Because of proportionality of cost the bulk of instructions will be directed at General Practitioners. Where a specialist is instructed the defendant could potentially challenge the fee if it was disproportionate to the magnitude of the injury; lawyers beware.
A template has been produced by the MOJ the sections of which will be familiar to anyone undertaking medical reports. There is not a stipulation that the template should be replicated exactly but all the sections must be present and covered within the report.
Seat belt restraint has always been relevant because of contributory negligence and failure to buckle up and the “but for” principal should have been addressed as routine but the new template insists on a separate section with an opinion on modification of the injuries had the claimant been wearing a seatbelt if they were not exempt. “Impossible” I hear you say but the legal process assists by only requiring an opinion “on the balance of probability” or the civil standard of truth – in essence a best guess on the evidence available. Most experts would accept that seat belts prevent impact trauma to face, trunk and limbs but do not prevent whiplash type soft tissue sprains to the spine. Each case needs to be evaluated individually.
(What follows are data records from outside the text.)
#![allow(clippy::significant_drop_tightening)]

use std::collections::HashMap;
use std::sync::atomic::{AtomicI64, Ordering};
use std::sync::{Arc, RwLock};

use async_trait::async_trait;
use chrono::Utc;

use crate::rbac::PermissionMatrix;
use crate::CoreError;

use super::member::{CreateMember, Member, MemberRepository, MemberStatus, MemberUpdate};

#[derive(Clone)]
pub struct MockMemberRepository {
    members: Arc<RwLock<HashMap<i64, Member>>>,
    next_id: Arc<AtomicI64>,
}

impl MockMemberRepository {
    pub fn new() -> Self {
        Self {
            members: Arc::new(RwLock::new(HashMap::new())),
            next_id: Arc::new(AtomicI64::new(1)),
        }
    }
}

impl Default for MockMemberRepository {
    fn default() -> Self {
        Self::new()
    }
}

#[async_trait]
impl MemberRepository for MockMemberRepository {
    async fn create(&self, data: CreateMember) -> Result<Member, CoreError> {
        let mut members = self
            .members
            .write()
            .map_err(|_| CoreError::Internal("lock poisoned".into()))?;

        let duplicate = members.values().any(|m| {
            m.org_id == data.org_id && m.email.eq_ignore_ascii_case(&data.email)
        });
        if duplicate {
            return Err(CoreError::DuplicateEmail);
        }

        let id = self.next_id.fetch_add(1, Ordering::SeqCst);
        let now = Utc::now();
        let member = Member {
            id,
            org_id: data.org_id,
            full_name: data.full_name,
            email: data.email,
            phone: data.phone,
            role: data.role,
            status: MemberStatus::Pending,
            identity_id: None,
            matrix: data.matrix,
            major: data.major,
            gpa: data.gpa,
            created_at: now,
            updated_at: now,
        };
        members.insert(id, member.clone());

        Ok(member)
    }

    async fn find_by_id(&self, id: i64) -> Result<Option<Member>, CoreError> {
        let members = self
            .members
            .read()
            .map_err(|_| CoreError::Internal("lock poisoned".into()))?;
        Ok(members.get(&id).cloned())
    }

    async fn find_by_org_and_email(
        &self,
        org_id: i64,
        email: &str,
    ) -> Result<Option<Member>, CoreError> {
        let members = self
            .members
            .read()
            .map_err(|_| CoreError::Internal("lock poisoned".into()))?;
        Ok(members
            .values()
            .find(|m| m.org_id == org_id && m.email.eq_ignore_ascii_case(email))
            .cloned())
    }

    async fn list_by_org(&self, org_id: i64) -> Result<Vec<Member>, CoreError> {
        let members = self
            .members
            .read()
            .map_err(|_| CoreError::Internal("lock poisoned".into()))?;
        let mut rows: Vec<Member> = members
            .values()
            .filter(|m| m.org_id == org_id)
            .cloned()
            .collect();
        rows.sort_by_key(|m| m.id);
        Ok(rows)
    }

    async fn update(&self, id: i64, changes: MemberUpdate) -> Result<Member, CoreError> {
        let mut members = self
            .members
            .write()
            .map_err(|_| CoreError::Internal("lock poisoned".into()))?;
        let member = members.get_mut(&id).ok_or(CoreError::MemberNotFound)?;

        if let Some(full_name) = changes.full_name {
            member.full_name = full_name;
        }
        if let Some(phone) = changes.phone {
            member.phone = Some(phone);
        }
        if let Some(role) = changes.role {
            member.role = role;
        }
        if let Some(major) = changes.major {
            member.major = Some(major);
        }
        if let Some(gpa) = changes.gpa {
            member.gpa = Some(gpa);
        }
        member.updated_at = Utc::now();

        Ok(member.clone())
    }

    async fn update_status(&self, id: i64, status: MemberStatus) -> Result<Member, CoreError> {
        let mut members = self
            .members
            .write()
            .map_err(|_| CoreError::Internal("lock poisoned".into()))?;
        let member = members.get_mut(&id).ok_or(CoreError::MemberNotFound)?;
        member.status = status;
        member.updated_at = Utc::now();
        Ok(member.clone())
    }

    async fn link_identity(&self, id: i64, identity_id: &str) -> Result<Member, CoreError> {
        let mut members = self
            .members
            .write()
            .map_err(|_| CoreError::Internal("lock poisoned".into()))?;
        let member = members.get_mut(&id).ok_or(CoreError::MemberNotFound)?;
        member.identity_id = Some(identity_id.to_owned());
        member.updated_at = Utc::now();
        Ok(member.clone())
    }

    async fn set_matrix(&self, id: i64, matrix: &PermissionMatrix) -> Result<Member, CoreError> {
        let mut members = self
            .members
            .write()
            .map_err(|_| CoreError::Internal("lock poisoned".into()))?;
        let member = members.get_mut(&id).ok_or(CoreError::MemberNotFound)?;
        member.matrix = matrix.clone();
        member.updated_at = Utc::now();
        Ok(member.clone())
    }

    async fn delete(&self, id: i64) -> Result<(), CoreError> {
        let mut members = self
            .members
            .write()
            .map_err(|_| CoreError::Internal("lock poisoned".into()))?;
        members.remove(&id).ok_or(CoreError::MemberNotFound)?;
        Ok(())
    }
}
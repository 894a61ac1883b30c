use serde::{Deserialize, Serialize};

/// The gated pages of the application.
///
/// These are the keys of the stored permission matrix. The string forms
/// match the page names as stored (`"Members"`, `"Events"`, ...).
#[derive(Debug, Clone, Copy, PartialEq, Eq, Hash, Serialize, Deserialize)]
pub enum Page {
    Members,
    Events,
    Documents,
    Compliance,
    Finances,
    History,
    Settings,
}

impl Page {
    /// Every gated page, for iteration.
    pub const ALL: [Page; 7] = [
        Page::Members,
        Page::Events,
        Page::Documents,
        Page::Compliance,
        Page::Finances,
        Page::History,
        Page::Settings,
    ];

    pub fn as_str(self) -> &'static str {
        match self {
            Page::Members => "Members",
            Page::Events => "Events",
            Page::Documents => "Documents",
            Page::Compliance => "Compliance",
            Page::Finances => "Finances",
            Page::History => "History",
            Page::Settings => "Settings",
        }
    }

    pub fn parse(s: &str) -> Option<Self> {
        match s {
            "Members" => Some(Page::Members),
            "Events" => Some(Page::Events),
            "Documents" => Some(Page::Documents),
            "Compliance" => Some(Page::Compliance),
            "Finances" => Some(Page::Finances),
            "History" => Some(Page::History),
            "Settings" => Some(Page::Settings),
            _ => None,
        }
    }
}

impl std::fmt::Display for Page {
    fn fmt(&self, f: &mut std::fmt::Formatter<'_>) -> std::fmt::Result {
        f.write_str(self.as_str())
    }
}

/// One cell axis of the permission matrix.
#[derive(Debug, Clone, Copy, PartialEq, Eq, Hash, Serialize, Deserialize)]
#[serde(rename_all = "lowercase")]
pub enum CrudAction {
    Create,
    Read,
    Update,
    Delete,
}

impl CrudAction {
    pub const ALL: [CrudAction; 4] = [
        CrudAction::Create,
        CrudAction::Read,
        CrudAction::Update,
        CrudAction::Delete,
    ];

    pub fn as_str(self) -> &'static str {
        match self {
            CrudAction::Create => "create",
            CrudAction::Read => "read",
            CrudAction::Update => "update",
            CrudAction::Delete => "delete",
        }
    }

    pub fn parse(s: &str) -> Option<Self> {
        match s {
            "create" => Some(CrudAction::Create),
            "read" => Some(CrudAction::Read),
            "update" => Some(CrudAction::Update),
            "delete" => Some(CrudAction::Delete),
            _ => None,
        }
    }
}

impl std::fmt::Display for CrudAction {
    fn fmt(&self, f: &mut std::fmt::Formatter<'_>) -> std::fmt::Result {
        f.write_str(self.as_str())
    }
}

#[cfg(test)]
mod tests {
    use super::*;

    #[test]
    fn test_page_roundtrip() {
        for page in Page::ALL {
            assert_eq!(Page::parse(page.as_str()), Some(page));
        }
        assert_eq!(Page::parse("Unknown"), None);
    }

    #[test]
    fn test_action_roundtrip() {
        for action in CrudAction::ALL {
            assert_eq!(CrudAction::parse(action.as_str()), Some(action));
        }
        assert_eq!(CrudAction::parse("all"), None);
    }
}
Taxi drivers carrying a passenger are the commonest exempt group.
It is expected that the majority of reports will be prepared without access to the medical records. Again this is to reduce costs. The MOJ are persuaded that the huge cost of obtaining medical records is disproportional to the information obtained and effect on limiting fraud. The onus is now put upon the medical expert to determine whether medical records are required. My advice to GP’s is to prepare the report without records and only request them if the injuries are markedly disproportional to the accident. The records should not be routinely requested if there is a significant past history and a full recovery to the pre accident status is opined, but, again, if the declared symptoms and physical observation is disproportional then the records can be essential corroborative evidence to mitigate a prognosis. The liability insurers have not declared their position on this but there is the potential to change track if fraud is suspected with a demand that the notes are reviewed. We shall see.
Regarding specialist reports my view is that the records should be reviewed routinely even if it is an MOJ track due to the complexity and potential pitfalls. The expert should acknowledge in the report that the records were necessary in the investigation of the case.
It is important to know that the solicitors are no longer able to provide a witness statement to assist recovery of special damages for loss of amenity so all losses should be addressed in the report, not the financial details but the activities compromised and whether paid assistance was reasonable. Failure to cover this will result in reports being returned for amendments.
Finally the expert needs to acknowledge that a further report will be indicated if the claimant fails to recover over the predicted timescale.
Warp, and I expect, other report generating software will incorporate these changes automatically but those dictating and typing will need to adjust their templates accordingly.
Change for the better or worse? I am neutral on the changes in that for most of us the changes are insignificant. Generally though, I am in the glass half full camp in that the changes consolidate the importance of the medical report in the personal injury claim process which should maintain gainful employment for us all into the immediate future.
My second focus is on a more subtle change and one that has not yet appeared on the PI radar. It is the emergence of the “fit note”. Loss of earnings due to a personal injury form an important part of special damages recovered for the claimant. Indeed the chief reason that many claimants pursue a claim is to recover loss of earnings rather than pain and suffering. In serious trauma the future loss of earnings claim can exceed all other aspects of the claim and run into 6 or 7 figures.
I think the majority of us rarely question the GP’s opinion on certified time off work but probably have a view on non certified claimed time off work by the self employed (taxi drivers spring to mind!).
The creation of the fit note has the potential to add complication to the claimed damages. I know most GP’s in their treating practice feel inadequately trained and experienced to assess a patient and advise on what type of work he or she may be fit for, so inconsistency in certification is likely at least in the short term. I can see a defendant challenging a prolonged certified period of sick leave and asking the medical expert to give a view on whether the claimant may have been fit for sedentary work at an earlier stage.
As medical reporters we have to be prepared to get off the fence and give a pragmatic opinion. It is worth remembering that the purpose of the report is to enable a negotiated settlement between 2 adversaries so both sides (usually) are looking for a means to a reasonable settlement.
It is possible we may see an enhanced role for an occupational health expert to opine on such matters where there is a dispute over large sums – those of you qualified in such matters take note. This will be an evolving area of opinion and challenge and I welcome your comments and experience which we can share through this blog.
The law of unintended consequences has a high profile in matters legal so I make no firm prediction only that whatever we are doing in a year’s time it will be different to now.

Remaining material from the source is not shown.